A Milano, ad esempio, oltre il 60 per cento dei bambini non frequenta la scuola elementare del proprio quartiere, ma istituti più centrali o meglio referenziati. Albert spiega che "il fenomeno della segregazione scolastica è molto forte e ci si trova con scuole di alto profilo, dove studiano i bambini bianchi provenienti da contesti socioculturali elevati, e istituti di periferia, dove l'80 per cento degli alunni è straniero e alta è l'incidenza di bambini con bisogni educativi speciali. Se aggiungiamo che in queste scuole gli insegnanti sono precari e tendono a spostarsi altrove, è facile capire perché il valore aggiunto dell'attività didattica è scarso o negativo. Succede che gli alunni di queste classi, di promozione in promozione, arrivino alla maturità con competenze al di sotto della quinta elementare: insufficienti per diventare cittadini consapevoli".

Il ministero ha scarso polso sul fenomeno e l'unico modo per raggiungere i giovani più in difficoltà è costruire patti o alleanze educative con la comunità territoriale, coinvolgendo gli educatori, le associazioni locali, la parrocchia e tutti coloro che sono in grado di aiutare a contrastare la disuguaglianza educativa e riportare i ragazzi all'interno delle scuole, fisicamente ma non solo. I risultati pubblicati da una ricerca condotta dal Forum Disuguaglianze e Diversità confermano che, nelle aree in cui la collaborazione fra società civile e scuola è stata più forte, la dispersione scolastica ai tempi del Covid-19 si è ridotta al dieci per cento, nelle altre è schizzata oltre il 40 per cento. La presenza degli educatori, nei periodi di lockdown e di chiusura delle scuole, ha permesso ai ragazzi più fragili di riallacciare il legame con la scuola e trovare maggiore fiducia in se stessi.

Proprio sulla riduzione dei divari e sul miglioramento delle competenze degli alunni il governo Draghi ha deciso di investire 1,5 miliardi del Pnrr, il piano nazionale di ripresa e resilienza. Tuttavia, il tragitto che porta a quell'obiettivo desta parecchi dubbi: "Quasi quattro miliardi serviranno a mettere in sicurezza le scuole, renderle agibili e costruirne 195 di nuove. Ed è giusto investire sulle infrastrutture, visto che l'età media delle scuole italiane supera i cinquant'anni", commenta Daniele Checchi, docente di Economia della Statale di Milano, che prosegue: "Mentre è meno chiaro come si intenda utilizzare gli altri 1,5 miliardi per ridurre la dispersione scolastica e i divari". L'unica certezza è l'intenzione del governo di investire 300 milioni di euro in un progetto di mentoring online per evitare che 10mila giovani abbandonino la scuola. Un progetto attorno a cui c'è molto scetticismo, visto che proprio la didattica a distanza è risultata fallimentare nella formazione dei giovani.

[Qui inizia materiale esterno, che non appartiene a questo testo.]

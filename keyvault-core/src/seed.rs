//! Seed material the whole key tree is derived from.

use std::fmt;

use rand::{rngs::OsRng, RngCore};
use secrecy::{ExposeSecret, SecretBox};

/// Length of a freshly generated seed.
pub const SEED_LEN: usize = 32;

/// The root secret of a portfolio.
///
/// The bytes live in a single zeroizing allocation. `Seed` is deliberately not
/// `Clone`: a vault shares one `Arc<Seed>` between all of its key nodes.
pub struct Seed(SecretBox<[u8]>);

impl Seed {
    /// Wraps caller-provided seed bytes.
    #[must_use]
    pub fn new(bytes: Vec<u8>) -> Self {
        Self(SecretBox::new(bytes.into_boxed_slice()))
    }

    /// Generates a random 32-byte seed from the OS RNG.
    #[must_use]
    pub fn generate() -> Self {
        let mut bytes = vec![0u8; SEED_LEN];
        OsRng.fill_bytes(&mut bytes);
        Self::new(bytes)
    }

    /// Returns the raw seed bytes. Treat this as sensitive material.
    #[must_use]
    pub fn expose_secret(&self) -> &[u8] {
        self.0.expose_secret()
    }

    /// Seed length in bytes.
    #[must_use]
    pub fn len(&self) -> usize {
        self.expose_secret().len()
    }

    /// Whether the seed is empty.
    #[must_use]
    pub fn is_empty(&self) -> bool {
        self.len() == 0
    }
}

impl From<[u8; SEED_LEN]> for Seed {
    fn from(bytes: [u8; SEED_LEN]) -> Self {
        Self::new(bytes.to_vec())
    }
}

impl fmt::Debug for Seed {
    fn fmt(&self, f: &mut fmt::Formatter<'_>) -> fmt::Result {
        write!(f, "Seed([REDACTED; {}])", self.len())
    }
}
//! Error types for storage port implementations.

use thiserror::Error;

/// Result type for storage operations.
pub type StorageResult<T> = Result<T, StorageError>;

/// Errors raised by storage backends.
#[derive(Debug, Error)]
pub enum StorageError {
    /// Errors coming from the blob store.
    #[error("blob store error: {0}")]
    BlobStore(String),

    /// File-system failures.
    #[error("io error: {context}: {source}")]
    Io {
        /// Context describing the operation.
        context: String,
        /// The underlying I/O error.
        source: std::io::Error,
    },

    /// Serialization/deserialization failures.
    #[error("serialization error: {0}")]
    Serialization(String),

    /// Cryptographic failures (AEAD, key stretching, etc.).
    #[error("crypto error: {0}")]
    Crypto(String),

    /// Invalid or malformed encrypted envelope.
    #[error("invalid envelope: {0}")]
    InvalidEnvelope(String),

    /// Unsupported record or envelope version.
    #[error("unsupported version: {0}")]
    UnsupportedVersion(u32),

    /// An internal lock was poisoned.
    #[error("storage lock error: {0}")]
    Lock(String),

    /// The stored seed is encrypted but no encryptor was configured.
    #[error("seed is encrypted but no encryptor is configured")]
    EncryptorRequired,

    /// Failure injected by a test double.
    #[error("injected failure: {0}")]
    Injected(String),
}

impl StorageError {
    /// Builds an [`StorageError::Io`] with the given context.
    pub fn io(context: impl Into<String>, source: std::io::Error) -> Self {
        Self::Io {
            context: context.into(),
            source,
        }
    }
}
use super::data_types::{normalize_range, DataType, Kind, SortedSetValue};
use super::error::{StoreError, StoreResult};
use super::store_core::Store;

pub struct SortedSetHandler;

impl SortedSetHandler {
    fn existing<'a>(store: &'a mut Store, key: &str) -> StoreResult<Option<&'a SortedSetValue>> {
        match store.get(key) {
            Some(DataType::SortedSet(zset)) => Ok(Some(zset)),
            Some(other) => Err(StoreError::mismatch(key, Kind::SortedSet, other.kind())),
            None => Ok(None),
        }
    }

    fn writable<'a>(store: &'a mut Store, key: &str) -> StoreResult<&'a mut SortedSetValue> {
        match store.get_or_create(key, Kind::SortedSet)? {
            DataType::SortedSet(zset) => Ok(zset),
            other => Err(StoreError::mismatch(key, Kind::SortedSet, other.kind())),
        }
    }

    fn check_score(score: f64) -> StoreResult<()> {
        if score.is_nan() {
            return Err(StoreError::InvalidArgument("分数不能为 NaN".to_string()));
        }
        Ok(())
    }

    /// 添加或更新成员，先校验全部分数再写入
    pub fn zadd_internal(
        store: &mut Store,
        key: &str,
        entries: Vec<(f64, String)>,
    ) -> StoreResult<usize> {
        for (score, _) in &entries {
            Self::check_score(*score)?;
        }
        if entries.is_empty() {
            return Self::zcard_internal(store, key).map(|_| 0);
        }
        let zset = Self::writable(store, key)?;
        Ok(entries
            .into_iter()
            .filter(|(score, member)| zset.insert(member.clone(), *score))
            .count())
    }

    /// 移除成员，最后一个成员移除后删除键
    pub fn zrem_internal(store: &mut Store, key: &str, members: &[String]) -> StoreResult<usize> {
        let removed = match store.get_mut(key) {
            Some(DataType::SortedSet(zset)) => {
                members.iter().filter(|member| zset.remove(member)).count()
            }
            Some(other) => return Err(StoreError::mismatch(key, Kind::SortedSet, other.kind())),
            None => 0,
        };
        store.remove_if_empty(key);
        Ok(removed)
    }

    pub fn zcard_internal(store: &mut Store, key: &str) -> StoreResult<usize> {
        Ok(Self::existing(store, key)?.map_or(0, SortedSetValue::len))
    }

    pub fn zscore_internal(store: &mut Store, key: &str, member: &str) -> StoreResult<Option<f64>> {
        Ok(Self::existing(store, key)?.and_then(|zset| zset.score(member)))
    }

    /// 按升序排名取区间
    pub fn zrange_internal(
        store: &mut Store,
        key: &str,
        start: isize,
        stop: isize,
    ) -> StoreResult<Vec<(String, f64)>> {
        let zset = match Self::existing(store, key)? {
            Some(zset) => zset,
            None => return Ok(vec![]),
        };
        match normalize_range(start, stop, zset.len()) {
            Some((lo, hi)) => Ok(zset.range_by_rank(lo, hi)),
            None => Ok(vec![]),
        }
    }

    /// 按降序排名取区间，排名 0 为最高分
    pub fn zrevrange_internal(
        store: &mut Store,
        key: &str,
        start: isize,
        stop: isize,
    ) -> StoreResult<Vec<(String, f64)>> {
        let zset = match Self::existing(store, key)? {
            Some(zset) => zset,
            None => return Ok(vec![]),
        };
        match normalize_range(start, stop, zset.len()) {
            Some((lo, hi)) => Ok(zset.rev_range_by_rank(lo, hi)),
            None => Ok(vec![]),
        }
    }

    pub fn zrank_internal(store: &mut Store, key: &str, member: &str) -> StoreResult<Option<usize>> {
        Ok(Self::existing(store, key)?.and_then(|zset| zset.rank(member)))
    }

    pub fn zrevrank_internal(
        store: &mut Store,
        key: &str,
        member: &str,
    ) -> StoreResult<Option<usize>> {
        Ok(Self::existing(store, key)?
            .and_then(|zset| zset.rank(member).map(|rank| zset.len() - 1 - rank)))
    }

    /// 成员不存在时从 0 开始累加
    pub fn zincrby_internal(
        store: &mut Store,
        key: &str,
        delta: f64,
        member: &str,
    ) -> StoreResult<f64> {
        Self::check_score(delta)?;
        let current = Self::zscore_internal(store, key, member)?.unwrap_or(0.0);
        let updated = current + delta;
        if updated.is_nan() {
            return Err(StoreError::InvalidArgument(
                "累加结果不是有效数字".to_string(),
            ));
        }
        Self::writable(store, key)?.insert(member.to_string(), updated);
        Ok(updated)
    }
}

C'è inoltre un malcontento generalizzato da parte di insegnanti e associazioni locali per come si intende sostenere i patti e le alleanze educative che coinvolgono le comunità locali: "Nel Pnrr ci sarebbe la possibilità di avviare progetti di collaborazione fra istituti e terzo settore, che è l'unico in grado di recuperare i ragazzi in fuga dalla scuola. Ma serve una precisa governance del ministero per decidere come costruire e favorire queste alleanze, specialmente nelle aree più critiche e fragili, e dove il territorio non offre comunità locali di sostegno alla scuola. Al contrario, non sembra esserci questo interesse, ma un generico rimando al meccanismo dei bandi e dei Pon, che favorisce le scuole meglio attrezzate, a scapito di quelle più disagiate", spiega Ludovico Albert.

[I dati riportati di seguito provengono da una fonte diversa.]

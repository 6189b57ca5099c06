use std::cmp::Ordering;

use ordered_float::OrderedFloat;
use rand::Rng;

const MAX_LEVEL: usize = 32;
const LEVEL_P: f64 = 0.25;
/// 头节点固定占用 0 号槽位
const HEAD: usize = 0;

#[derive(Debug, Clone, Copy, Default)]
struct Link {
    next: Option<usize>,
    // 到 next 之间跨过的节点数，next 为空时为到末尾的节点数
    span: usize,
}

#[derive(Debug, Clone)]
struct Node {
    member: String,
    score: f64,
    links: Vec<Link>,
    backward: Option<usize>,
}

fn compare(score_a: f64, member_a: &str, score_b: f64, member_b: &str) -> Ordering {
    OrderedFloat(score_a)
        .cmp(&OrderedFloat(score_b))
        .then_with(|| member_a.cmp(member_b))
}

/// 按 (分数, 成员) 排序的跳表，每层链接记录跨度，可按排名 O(log n) 定位
///
/// 节点存放在 `nodes` 中，用下标代替指针；删除的槽位进入空闲列表复用。
#[derive(Debug, Clone)]
pub(crate) struct RankIndex {
    nodes: Vec<Node>,
    free: Vec<usize>,
    tail: Option<usize>,
    level: usize,
    len: usize,
}

impl Default for RankIndex {
    fn default() -> Self {
        let head = Node {
            member: String::new(),
            score: 0.0,
            links: vec![Link::default(); MAX_LEVEL],
            backward: None,
        };
        RankIndex {
            nodes: vec![head],
            free: Vec::new(),
            tail: None,
            level: 1,
            len: 0,
        }
    }
}

impl RankIndex {
    fn link(&self, idx: usize, level: usize) -> Link {
        self.nodes[idx].links[level]
    }

    fn order(&self, idx: usize, score: f64, member: &str) -> Ordering {
        let node = &self.nodes[idx];
        compare(node.score, &node.member, score, member)
    }

    fn random_level() -> usize {
        let mut rng = rand::rng();
        let mut level = 1;
        while level < MAX_LEVEL && rng.random_bool(LEVEL_P) {
            level += 1;
        }
        level
    }

    fn alloc(&mut self, node: Node) -> usize {
        match self.free.pop() {
            Some(idx) => {
                self.nodes[idx] = node;
                idx
            }
            None => {
                self.nodes.push(node);
                self.nodes.len() - 1
            }
        }
    }

    /// 每层最后一个小于 (score, member) 的节点，以及它的排名
    fn predecessors(&self, score: f64, member: &str) -> ([usize; MAX_LEVEL], [usize; MAX_LEVEL]) {
        let mut update = [HEAD; MAX_LEVEL];
        let mut rank = [0usize; MAX_LEVEL];
        let mut x = HEAD;
        for i in (0..self.level).rev() {
            rank[i] = if i + 1 == self.level { 0 } else { rank[i + 1] };
            while let Some(next) = self.link(x, i).next {
                if self.order(next, score, member) != Ordering::Less {
                    break;
                }
                rank[i] += self.link(x, i).span;
                x = next;
            }
            update[i] = x;
        }
        (update, rank)
    }

    /// 插入新节点，调用方保证 (score, member) 尚不存在
    pub fn insert(&mut self, score: f64, member: String) {
        let (mut update, mut rank) = self.predecessors(score, &member);
        let level = Self::random_level();
        if level > self.level {
            for i in self.level..level {
                rank[i] = 0;
                update[i] = HEAD;
                self.nodes[HEAD].links[i].span = self.len;
            }
            self.level = level;
        }

        let backward = if update[0] == HEAD { None } else { Some(update[0]) };
        let idx = self.alloc(Node {
            member,
            score,
            links: vec![Link::default(); level],
            backward,
        });
        for i in 0..level {
            let prev = update[i];
            let before = self.link(prev, i);
            self.nodes[idx].links[i] = Link {
                next: before.next,
                span: before.span - (rank[0] - rank[i]),
            };
            self.nodes[prev].links[i] = Link {
                next: Some(idx),
                span: rank[0] - rank[i] + 1,
            };
        }
        for i in level..self.level {
            self.nodes[update[i]].links[i].span += 1;
        }

        match self.link(idx, 0).next {
            Some(next) => self.nodes[next].backward = Some(idx),
            None => self.tail = Some(idx),
        }
        self.len += 1;
    }

    /// 删除节点，返回节点是否存在
    pub fn remove(&mut self, score: f64, member: &str) -> bool {
        let (update, _) = self.predecessors(score, member);
        let target = match self.link(update[0], 0).next {
            Some(idx) if self.order(idx, score, member) == Ordering::Equal => idx,
            _ => return false,
        };

        for i in 0..self.level {
            let prev = update[i];
            if self.link(prev, i).next == Some(target) {
                let removed = self.link(target, i);
                let link = &mut self.nodes[prev].links[i];
                link.span = link.span + removed.span - 1;
                link.next = removed.next;
            } else {
                self.nodes[prev].links[i].span -= 1;
            }
        }

        let backward = self.nodes[target].backward;
        match self.link(target, 0).next {
            Some(next) => self.nodes[next].backward = backward,
            None => self.tail = backward,
        }
        while self.level > 1 && self.link(HEAD, self.level - 1).next.is_none() {
            self.level -= 1;
        }

        let slot = &mut self.nodes[target];
        slot.member = String::new();
        slot.links = Vec::new();
        slot.backward = None;
        self.free.push(target);
        self.len -= 1;
        true
    }

    /// 升序排名（从 0 开始）
    pub fn rank(&self, score: f64, member: &str) -> Option<usize> {
        let mut traversed = 0;
        let mut x = HEAD;
        for i in (0..self.level).rev() {
            while let Some(next) = self.link(x, i).next {
                if self.order(next, score, member) == Ordering::Greater {
                    break;
                }
                traversed += self.link(x, i).span;
                x = next;
            }
            if x != HEAD && self.order(x, score, member) == Ordering::Equal {
                return Some(traversed - 1);
            }
        }
        None
    }

    /// 排名为 `rank` 的节点槽位
    fn node_at(&self, rank: usize) -> Option<usize> {
        if rank >= self.len {
            return None;
        }
        let target = rank + 1;
        let mut traversed = 0;
        let mut x = HEAD;
        for i in (0..self.level).rev() {
            while let Some(next) = self.link(x, i).next {
                let span = self.link(x, i).span;
                if traversed + span > target {
                    break;
                }
                traversed += span;
                x = next;
            }
            if traversed == target {
                return Some(x);
            }
        }
        None
    }

    /// 升序排名闭区间 [lo, hi]
    pub fn range(&self, lo: usize, hi: usize) -> Vec<(String, f64)> {
        if lo > hi || hi >= self.len {
            return Vec::new();
        }
        let count = hi - lo + 1;
        let mut out = Vec::with_capacity(count);
        let mut cursor = self.node_at(lo);
        while let Some(idx) = cursor {
            if out.len() == count {
                break;
            }
            let node = &self.nodes[idx];
            out.push((node.member.clone(), node.score));
            cursor = node.links[0].next;
        }
        out
    }

    /// 降序排名闭区间 [lo, hi]，排名 0 为最高分
    pub fn rev_range(&self, lo: usize, hi: usize) -> Vec<(String, f64)> {
        if lo > hi || hi >= self.len {
            return Vec::new();
        }
        let count = hi - lo + 1;
        let mut out = Vec::with_capacity(count);
        let mut cursor = self.node_at(self.len - 1 - lo);
        while let Some(idx) = cursor {
            if out.len() == count {
                break;
            }
            let node = &self.nodes[idx];
            out.push((node.member.clone(), node.score));
            cursor = node.backward;
        }
        out
    }

    /// 按 (分数, 成员) 升序迭代
    pub fn iter(&self) -> impl Iterator<Item = (&String, f64)> + '_ {
        let mut cursor = self.link(HEAD, 0).next;
        std::iter::from_fn(move || {
            let idx = cursor?;
            let node = &self.nodes[idx];
            cursor = node.links[0].next;
            Some((&node.member, node.score))
        })
    }
}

Non è una questione di risorse economiche, come fa notare Andrea Morniroli della cooperativa Dedalus che opera su Napoli e coordinatore del Forum Disuguaglianze e Diversità: "Basterebbero 250 milioni di euro per finanziare cento progetti e altrettante scuole collocate nelle aree più fragili d'Italia. Piuttosto è una questione di riforme e di programmazione da parte del ministero", che al momento è pronto a usare il sistema dei bandi, un metodo consolidato ma fallimentare, per ridurre i divari, senza offrire una via preferenziale alle aree più critiche. Il rischio è di perdere per sempre metà dei giovani italiani, oggi in fuga dalla scuola, domani smarriti nella vita.